July 12th, 2021
It’s cold as fuck here and my little body HATES the cold. Definitely need to invest in fluffy socks.
We’re still waiting for a fridge so we’ve been eating takeout and bread basically every day. The first almost real meal we ate was yesterday when we had the cooked food from the deli at Checkers.
Tonight we’re ordering in from Spur. At least I’ve been working out so I don’t feel as bad as I would otherwise.
On the job front, there aren’t any shortlistings yet but I’m still feeling optimistic. I had a bit of a rough time the other night when I got inside my own head and my sister had to remind me to chill. I’ve only been here for a week.
I’ve never lived in a place with no washing line before. Goes to show this apartment building is for rich people who can afford to buy washers and dryers hahaha.
When’s this damn president going to let us out so I can actually go and experience the nightlife here. I wanna have a good time and fully experience all that Cape Town has to offer. Plus I haven’t had a drink in a while now.
My step count was appalling today on account of the weather. I’ve barely moved around today.
This morning my bedding arrived, still waiting for my actual bed. I’m super excited I’ll finally have my own room soon (and so is my sister).
Today I’m feeling great, super motivated and positive that my job applications will yield something good pretty soon.

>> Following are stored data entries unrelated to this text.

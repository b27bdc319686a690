//! The offline manifest: one version string, the assets it pre-fetches,
//! and the designated fallback document.
//!
//! The manifest is explicit configuration handed to the worker at
//! construction. Changing [`version`](OfflineManifest::version) is the sole
//! mechanism that triggers cache-generation rotation; the asset list and the
//! fallback have no behavior of their own.

use std::path::Path;

use serde::{Deserialize, Serialize};
use thiserror::Error;

/// Manifest validation and loading errors.
#[derive(Debug, Error)]
pub enum ManifestError {
    #[error("manifest version must not be empty")]
    EmptyVersion,

    #[error("manifest lists no assets")]
    NoAssets,

    #[error("fallback asset {0:?} is not in the asset list")]
    FallbackNotListed(String),

    #[error("failed to read manifest file: {0}")]
    Io(#[from] std::io::Error),

    #[error("malformed manifest file: {0}")]
    Json(#[from] serde_json::Error),
}

/// Versioned pre-fetch configuration for the offline worker.
///
/// # Examples
///
/// ```
/// use ledgerd::offline::OfflineManifest;
///
/// let manifest = OfflineManifest::new(
///     "ledger-cache-v2",
///     ["/", "/app.html", "/manifest.json"],
///     "/app.html",
/// )
/// .unwrap();
///
/// assert_eq!(manifest.version(), "ledger-cache-v2");
/// assert_eq!(manifest.fallback_asset(), "/app.html");
/// ```
#[derive(Debug, Clone, PartialEq, Eq, Serialize, Deserialize)]
pub struct OfflineManifest {
    version: String,
    assets: Vec<String>,
    fallback_asset: String,
}

impl OfflineManifest {
    /// Builds a manifest, validating that the version is non-empty and the
    /// fallback document is one of the listed assets.
    pub fn new(
        version: impl Into<String>,
        assets: impl IntoIterator<Item = impl Into<String>>,
        fallback_asset: impl Into<String>,
    ) -> Result<Self, ManifestError> {
        let manifest = Self {
            version: version.into(),
            assets: assets.into_iter().map(Into::into).collect(),
            fallback_asset: fallback_asset.into(),
        };
        manifest.validate()?;
        Ok(manifest)
    }

    /// Loads and validates a manifest from a JSON file.
    ///
    /// The file mirrors the struct:
    ///
    /// ```json
    /// {
    ///   "version": "ledger-cache-v2",
    ///   "assets": ["/", "/app.html", "/manifest.json"],
    ///   "fallback_asset": "/app.html"
    /// }
    /// ```
    pub async fn load(path: impl AsRef<Path>) -> Result<Self, ManifestError> {
        let raw = tokio::fs::read(path.as_ref()).await?;
        let manifest: Self = serde_json::from_slice(&raw)?;
        manifest.validate()?;
        Ok(manifest)
    }

    fn validate(&self) -> Result<(), ManifestError> {
        if self.version.is_empty() {
            return Err(ManifestError::EmptyVersion);
        }
        if self.assets.is_empty() {
            return Err(ManifestError::NoAssets);
        }
        if !self.assets.contains(&self.fallback_asset) {
            return Err(ManifestError::FallbackNotListed(
                self.fallback_asset.clone(),
            ));
        }
        Ok(())
    }

    /// The cache generation this manifest names.
    pub fn version(&self) -> &str {
        &self.version
    }

    /// The assets fetched and stored unconditionally during install, in order.
    pub fn assets(&self) -> &[String] {
        &self.assets
    }

    /// The asset substituted for a failed network read with no cache hit.
    pub fn fallback_asset(&self) -> &str {
        &self.fallback_asset
    }
}

#[cfg(test)]
mod tests {
    use super::*;

    #[test]
    fn valid_manifest() {
        let m = OfflineManifest::new("v1", ["/", "/app.html"], "/app.html").unwrap();
        assert_eq!(m.assets().len(), 2);
    }

    #[test]
    fn fallback_must_be_listed() {
        let err = OfflineManifest::new("v1", ["/"], "/app.html").unwrap_err();
        assert!(matches!(err, ManifestError::FallbackNotListed(f) if f == "/app.html"));
    }

    #[test]
    fn version_must_not_be_empty() {
        let err = OfflineManifest::new("", ["/"], "/").unwrap_err();
        assert!(matches!(err, ManifestError::EmptyVersion));
    }

    #[test]
    fn assets_must_not_be_empty() {
        let err = OfflineManifest::new("v1", Vec::<String>::new(), "/").unwrap_err();
        assert!(matches!(err, ManifestError::NoAssets));
    }

    #[tokio::test]
    async fn load_validates_file_contents() {
        let dir = tempfile::tempdir().unwrap();
        let path = dir.path().join("manifest.json");

        tokio::fs::write(
            &path,
            r#"{"version":"v2","assets":["/","/app.html"],"fallback_asset":"/app.html"}"#,
        )
        .await
        .unwrap();
        let m = OfflineManifest::load(&path).await.unwrap();
        assert_eq!(m.version(), "v2");

        tokio::fs::write(
            &path,
            r#"{"version":"v2","assets":["/"],"fallback_asset":"/app.html"}"#,
        )
        .await
        .unwrap();
        assert!(matches!(
            OfflineManifest::load(&path).await,
            Err(ManifestError::FallbackNotListed(_))
        ));
    }
}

I love it here; especially where I’m living right now. Tamboerskloof is super chilled and the quiet is a lovely change compared to at home where you hear taxis going up and down and the loud music from people parked outside the yard to go to the spaza shop.
I’m also happy to be away from the drama at home. My mom called me yesterday to tell me about my nephew and I’m glad I’m not there to have to deal with any of that shit.
The idea to do this actually came from my sister. I could have used a journal to document my time here but I figured I’d take you on this journey with me so you can also see how much I change and grow during my time here. So it’s going to be a blog post series.
I think this place will be good for me. Can feel a change inside me already.
Really love how everyone is just being themselves and minding their own business here.
I feel like this is the place where I’ll truly discover myself and grow as a person. I’m super grateful I got the opportunity to start over and build a different, hopefully better, life for myself. A life I don’t want to run away from…
P.S living with your sibling, as adults, away from everyone is pretty cool!
It’s great to see how my younger sister has grown as a woman and is now a fully-fledged adult with her own life and I also get to see her in action, kicking ass at her job (she’s an art director) since she’s been working from home.